- [Work task]: Only the lines from the top of the material through the line containing "pub struct RotationJob" should be restated, each one exactly.

++++ Record extracts ++++

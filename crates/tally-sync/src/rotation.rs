//! # Credential Rotation Job
//!
//! Refreshes provider tokens before they expire, behind a circuit breaker
//! that stops hammering providers when refreshes keep failing.
//!
//! ## Breaker
//! ```text
//!            10 consecutive failures
//!   ┌────────┐ ─────────────────────► ┌────────┐
//!   │ closed │                        │  open  │ resume_at = now + 6h
//!   └────────┘ ◄──────┐               └───┬────┘
//!        ▲            │ trial ok          │ resume_at passed
//!        │            │                   ▼
//!        │        ┌───┴───────┐       (next run)
//!        └────────│ half_open │ ◄─────────┘
//!     trial ok    └───┬───────┘
//!                     │ trial failed → open, resume_at = now + 12h
//! ```
//! Kept apart from the sync gate: a refresh failing says nothing about
//! whether sales can be fetched, and vice versa.
//!
//! ## Per-credential order
//! decrypt → refresh → validate new token → compare-and-swap. The stored
//! bundle is only replaced once the new token has been proven to work, and
//! the swap is one UPDATE, so readers never see a half-rotated credential.

use std::time::Duration;

use chrono::{DateTime, Utc};
use serde::Serialize;
use tracing::{info, warn};

use crate::config::TallyConfig;
use crate::credentials::CredentialService;
use crate::error::{SyncError, SyncResult};
use crate::provider::AdapterContext;
use tally_core::gate::saturating_add;
use tally_core::{Admission, BreakerPolicy, BreakerState, CredentialRecord, RotationBreakerState};
use tally_db::{BreakerRepository, Database, DbError};

/// Breaker row owned by this job.
pub const ROTATION_BREAKER: &str = "credential_rotation";

/// What one batch did.
#[derive(Debug, Clone, PartialEq, Eq, Serialize)]
pub struct RotationReport {
    pub rotated: u32,
    pub failed: u32,
    /// Not attempted or not counted: provider cannot rotate, or the row
    /// changed underneath us.
    pub skipped: u32,
    pub state: BreakerState,
    #[serde(skip_serializing_if = "Option::is_none")]
    pub resume_at: Option<DateTime<Utc>>,
}

/// Rotates due credentials.
#[derive(Clone)]
pub struct RotationJob {
    credentials: CredentialService,
    breaker: BreakerRepository,
    policy: BreakerPolicy,
    /// Credentials expiring within this window are due.
    lead: Duration,
}

impl RotationJob {
    pub fn new(
        credentials: CredentialService,
        breaker: BreakerRepository,
        policy: BreakerPolicy,
        lead: Duration,
    ) -> Self {
        RotationJob {
            credentials,
            breaker,
            policy,
            lead,
        }
    }

    pub fn from_config(db: &Database, config: &TallyConfig, credentials: CredentialService) -> Self {
        Self::new(
            credentials,
            db.breaker(),
            config.rotation.breaker_policy(),
            config.rotation.lead(),
        )
    }

    /// Runs one batch.
    ///
    /// ## Errors
    /// * `SyncError::CircuitOpen` - the breaker is open and `resume_at` has
    ///   not passed
    pub async fn run(&self, now: DateTime<Utc>) -> SyncResult<RotationReport> {
        let mut state = self.breaker.load(ROTATION_BREAKER).await?;

        let limit = match state.admit(now) {
            Admission::Blocked { resume_at } => {
                info!(%resume_at, "Rotation breaker open, skipping batch");
                return Err(SyncError::CircuitOpen { resume_at });
            }
            Admission::Trial => {
                warn!(failures = state.failure_count, "Rotation breaker half-open, trying one credential");
                self.breaker.save(ROTATION_BREAKER, &state, now).await?;
                Some(1)
            }
            Admission::ProcessAll => None,
        };

        let deadline = saturating_add(now, self.lead);
        let due = self.credentials.due(deadline).await?;

        let mut report = RotationReport {
            rotated: 0,
            failed: 0,
            skipped: 0,
            state: state.state,
            resume_at: state.resume_at,
        };

        for record in &due {
            if limit.is_some_and(|limit| report.rotated + report.failed >= limit) {
                break;
            }

            match self.rotate_one(record, now).await {
                Ok(version) => {
                    report.rotated += 1;
                    state.record_success();
                    info!(
                        location_id = %record.location_id,
                        provider = %record.provider,
                        version,
                        "Credential rotated"
                    );
                }
                Err(SyncError::RotationUnsupported { .. }) => {
                    report.skipped += 1;
                }
                Err(SyncError::Database(DbError::StaleCredential { .. })) => {
                    report.skipped += 1;
                    info!(
                        location_id = %record.location_id,
                        provider = %record.provider,
                        "Credential changed during rotation, leaving it"
                    );
                }
                Err(e) => {
                    report.failed += 1;
                    warn!(
                        location_id = %record.location_id,
                        provider = %record.provider,
                        error = %e,
                        "Credential rotation failed"
                    );
                    if state.record_failure(now, &self.policy) {
                        warn!(
                            failures = state.failure_count,
                            resume_at = ?state.resume_at,
                            "Rotation breaker opened"
                        );
                        break;
                    }
                }
            }
        }

        self.breaker.save(ROTATION_BREAKER, &state, now).await?;
        report.state = state.state;
        report.resume_at = state.resume_at;

        info!(
            rotated = report.rotated,
            failed = report.failed,
            skipped = report.skipped,
            state = %report.state,
            "Rotation batch finished"
        );
        Ok(report)
    }

    /// Current breaker row.
    pub async fn breaker_state(&self) -> SyncResult<RotationBreakerState> {
        Ok(self.breaker.load(ROTATION_BREAKER).await?)
    }

    async fn rotate_one(&self, record: &CredentialRecord, now: DateTime<Utc>) -> SyncResult<i64> {
        let current = self.credentials.decrypt(record)?;

        let adapter = self.credentials.registry().create(
            &record.provider,
            AdapterContext::for_credential(record.location_id.clone(), current.clone()),
        )?;
        let fresh = adapter.refresh(&current).await?;

        if !adapter.validate(&fresh.api_key).await? {
            return Err(SyncError::AuthenticationFailed {
                provider: record.provider.clone(),
            });
        }

        self.credentials.swap(record, &fresh, now).await
    }
}

// =============================================================================
// Unit Tests
// =============================================================================

#[cfg(test)]
mod tests {
    use super::*;
    use crate::provider::{AdapterFactory, Page, PosAdapter, ProviderRegistry, SalesSource};
    use async_trait::async_trait;
    use std::sync::atomic::{AtomicU32, Ordering};
    use std::sync::Arc;
    use tally_core::vault::seal;
    use tally_core::{CanonicalSale, CredentialPayload, VaultKey};
    use tally_db::DbConfig;

    #[derive(Clone, Copy, PartialEq)]
    enum Refresh {
        Works,
        Fails,
        /// Refresh succeeds but the new key is refused.
        BadToken,
        Unsupported,
    }

    struct StubRotator {
        refresh: Refresh,
        refreshes: Arc<AtomicU32>,
    }

    #[async_trait]
    impl PosAdapter for StubRotator {
        type Raw = CanonicalSale;

        fn provider(&self) -> &'static str {
            "stub"
        }

        async fn validate(&self, api_key: &str) -> SyncResult<bool> {
            Ok(api_key.starts_with("fresh"))
        }

        async fn fetch_raw(&self, _cursor: Option<&str>) -> SyncResult<Page<CanonicalSale>> {
            Ok(Page::last(Vec::new()))
        }

        fn map(&self, raw: Vec<CanonicalSale>) -> Vec<CanonicalSale> {
            raw
        }

        async fn refresh(&self, current: &CredentialPayload) -> SyncResult<CredentialPayload> {
            self.refreshes.fetch_add(1, Ordering::SeqCst);
            let api_key = match self.refresh {
                Refresh::Works => format!("fresh-{}", current.api_key),
                Refresh::BadToken => "revoked".to_string(),
                Refresh::Fails => {
                    return Err(SyncError::TransientProvider {
                        provider: "stub".into(),
                        message: "502".into(),
                    })
                }
                Refresh::Unsupported => {
                    return Err(SyncError::RotationUnsupported {
                        provider: "stub".into(),
                    })
                }
            };
            Ok(CredentialPayload {
                api_key,
                refresh_token: current.refresh_token.clone(),
                expires_at: Some(Utc::now() + chrono::Duration::days(30)),
                merchant_ref: current.merchant_ref.clone(),
            })
        }
    }

    struct StubFactory {
        refresh: Refresh,
        refreshes: Arc<AtomicU32>,
    }

    impl AdapterFactory for StubFactory {
        fn provider(&self) -> &'static str {
            "stub"
        }

        fn create(&self, _ctx: AdapterContext) -> Box<dyn SalesSource> {
            Box::new(StubRotator {
                refresh: self.refresh,
                refreshes: self.refreshes.clone(),
            })
        }
    }

    struct Harness {
        db: Database,
        key: VaultKey,
        job: RotationJob,
        refreshes: Arc<AtomicU32>,
    }

    async fn harness(refresh: Refresh) -> Harness {
        let db = Database::new(DbConfig::in_memory()).await.unwrap();
        let key = VaultKey::generate();
        let refreshes = Arc::new(AtomicU32::new(0));
        let mut registry = ProviderRegistry::new();
        registry.register(Arc::new(StubFactory {
            refresh,
            refreshes: refreshes.clone(),
        }));

        let job = RotationJob::new(
            CredentialService::new(db.credentials(), key.clone(), registry),
            db.breaker(),
            BreakerPolicy::default(),
            Duration::from_secs(24 * 60 * 60),
        );
        Harness {
            db,
            key,
            job,
            refreshes,
        }
    }

    /// Stores a credential for `location` expiring `hours` from `now`.
    async fn enroll(h: &Harness, location: &str, now: DateTime<Utc>, hours: i64) {
        let payload = CredentialPayload {
            api_key: format!("key-{}", location),
            refresh_token: Some("r".into()),
            expires_at: Some(now + chrono::Duration::hours(hours)),
            merchant_ref: None,
        };
        let bundle = seal(&h.key, &payload).unwrap();
        h.db.credentials()
            .upsert(location, "stub", &bundle, payload.expires_at, now)
            .await
            .unwrap();
    }

    async fn stored_key(h: &Harness, location: &str) -> String {
        let record = h.db.credentials().get(location, "stub").await.unwrap().unwrap();
        let payload: CredentialPayload = tally_core::vault::open(&h.key, &record.bundle).unwrap();
        payload.api_key
    }

    #[tokio::test]
    async fn test_rotates_only_due_credentials() {
        let h = harness(Refresh::Works).await;
        let now = Utc::now();
        enroll(&h, "due", now, 2).await;
        enroll(&h, "later", now, 24 * 10).await;

        let report = h.job.run(now).await.unwrap();
        assert_eq!(report.rotated, 1);
        assert_eq!(report.failed, 0);
        assert_eq!(report.state, BreakerState::Closed);

        assert_eq!(stored_key(&h, "due").await, "fresh-key-due");
        assert_eq!(stored_key(&h, "later").await, "key-later");
        let record = h.db.credentials().get("due", "stub").await.unwrap().unwrap();
        assert_eq!(record.version, 2);
        assert!(record.rotated_at.is_some());
    }

    #[tokio::test]
    async fn test_refused_new_token_keeps_old_bundle() {
        let h = harness(Refresh::BadToken).await;
        let now = Utc::now();
        enroll(&h, "loc-1", now, 1).await;

        let report = h.job.run(now).await.unwrap();
        assert_eq!(report.failed, 1);
        assert_eq!(stored_key(&h, "loc-1").await, "key-loc-1");
        assert_eq!(h.job.breaker_state().await.unwrap().failure_count, 1);
    }

    #[tokio::test]
    async fn test_ten_failures_open_the_breaker() {
        let h = harness(Refresh::Fails).await;
        let now = Utc::now();
        for i in 0..12 {
            enroll(&h, &format!("loc-{}", i), now, 1).await;
        }

        let report = h.job.run(now).await.unwrap();
        assert_eq!(report.failed, 10);
        assert_eq!(report.state, BreakerState::Open);
        assert_eq!(report.resume_at, Some(now + chrono::Duration::hours(6)));
        // Batch stops as soon as the breaker opens
        assert_eq!(h.refreshes.load(Ordering::SeqCst), 10);

        let err = h.job.run(now + chrono::Duration::hours(1)).await.unwrap_err();
        assert!(matches!(err, SyncError::CircuitOpen { .. }));
        assert_eq!(h.refreshes.load(Ordering::SeqCst), 10);
    }

    #[tokio::test]
    async fn test_half_open_success_closes() {
        let h = harness(Refresh::Works).await;
        let now = Utc::now();
        for i in 0..3 {
            enroll(&h, &format!("loc-{}", i), now, 1).await;
        }
        let open = RotationBreakerState {
            state: BreakerState::Open,
            failure_count: 10,
            resume_at: Some(now - chrono::Duration::minutes(1)),
        };
        h.db.breaker().save(ROTATION_BREAKER, &open, now).await.unwrap();

        let report = h.job.run(now).await.unwrap();
        assert_eq!(report.rotated, 1, "half-open admits exactly one trial");
        assert_eq!(report.state, BreakerState::Closed);
        assert_eq!(h.job.breaker_state().await.unwrap(), RotationBreakerState::closed());
    }

    #[tokio::test]
    async fn test_half_open_failure_reopens_longer() {
        let h = harness(Refresh::Fails).await;
        let now = Utc::now();
        enroll(&h, "loc-1", now, 1).await;
        enroll(&h, "loc-2", now, 1).await;
        let open = RotationBreakerState {
            state: BreakerState::Open,
            failure_count: 10,
            resume_at: Some(now - chrono::Duration::minutes(1)),
        };
        h.db.breaker().save(ROTATION_BREAKER, &open, now).await.unwrap();

        let report = h.job.run(now).await.unwrap();
        assert_eq!(report.failed, 1);
        assert_eq!(report.state, BreakerState::Open);
        assert_eq!(report.resume_at, Some(now + chrono::Duration::hours(12)));
        assert_eq!(h.refreshes.load(Ordering::SeqCst), 1);
    }

    #[tokio::test]
    async fn test_unsupported_provider_is_skipped_without_failure() {
        let h = harness(Refresh::Unsupported).await;
        let now = Utc::now();
        enroll(&h, "loc-1", now, 1).await;

        let report = h.job.run(now).await.unwrap();
        assert_eq!(report.skipped, 1);
        assert_eq!(report.failed, 0);
        assert_eq!(h.job.breaker_state().await.unwrap().failure_count, 0);
    }
}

++++

- [Output for this exercise]:
filename crates/tally-sync/src/rotation.rs
//! # Credential Rotation Job
//!
//! Refreshes provider tokens before they expire, behind a circuit breaker
//! that stops hammering providers when refreshes keep failing.
//!
//! ## Breaker
//! ```text
//!            10 consecutive failures
//!   ┌────────┐ ─────────────────────► ┌────────┐
//!   │ closed │                        │  open  │ resume_at = now + 6h
//!   └────────┘ ◄──────┐               └───┬────┘
//!        ▲            │ trial ok          │ resume_at passed
//!        │            │                   ▼
//!        │        ┌───┴───────┐       (next run)
//!        └────────│ half_open │ ◄─────────┘
//!     trial ok    └───┬───────┘
//!                     │ trial failed → open, resume_at = now + 12h
//! ```
//! Kept apart from the sync gate: a refresh failing says nothing about
//! whether sales can be fetched, and vice versa.
//!
//! ## Per-credential order
//! decrypt → refresh → validate new token → compare-and-swap. The stored
//! bundle is only replaced once the new token has been proven to work, and
//! the swap is one UPDATE, so readers never see a half-rotated credential.

use std::time::Duration;

use chrono::{DateTime, Utc};
use serde::Serialize;
use tracing::{info, warn};

use crate::config::TallyConfig;
use crate::credentials::CredentialService;
use crate::error::{SyncError, SyncResult};
use crate::provider::AdapterContext;
use tally_core::gate::saturating_add;
use tally_core::{Admission, BreakerPolicy, BreakerState, CredentialRecord, RotationBreakerState};
use tally_db::{BreakerRepository, Database, DbError};

/// Breaker row owned by this job.
pub const ROTATION_BREAKER: &str = "credential_rotation";

/// What one batch did.
#[derive(Debug, Clone, PartialEq, Eq, Serialize)]
pub struct RotationReport {
    pub rotated: u32,
    pub failed: u32,
    /// Not attempted or not counted: provider cannot rotate, or the row
    /// changed underneath us.
    pub skipped: u32,
    pub state: BreakerState,
    #[serde(skip_serializing_if = "Option::is_none")]
    pub resume_at: Option<DateTime<Utc>>,
}

/// Rotates due credentials.
#[derive(Clone)]
pub struct RotationJob {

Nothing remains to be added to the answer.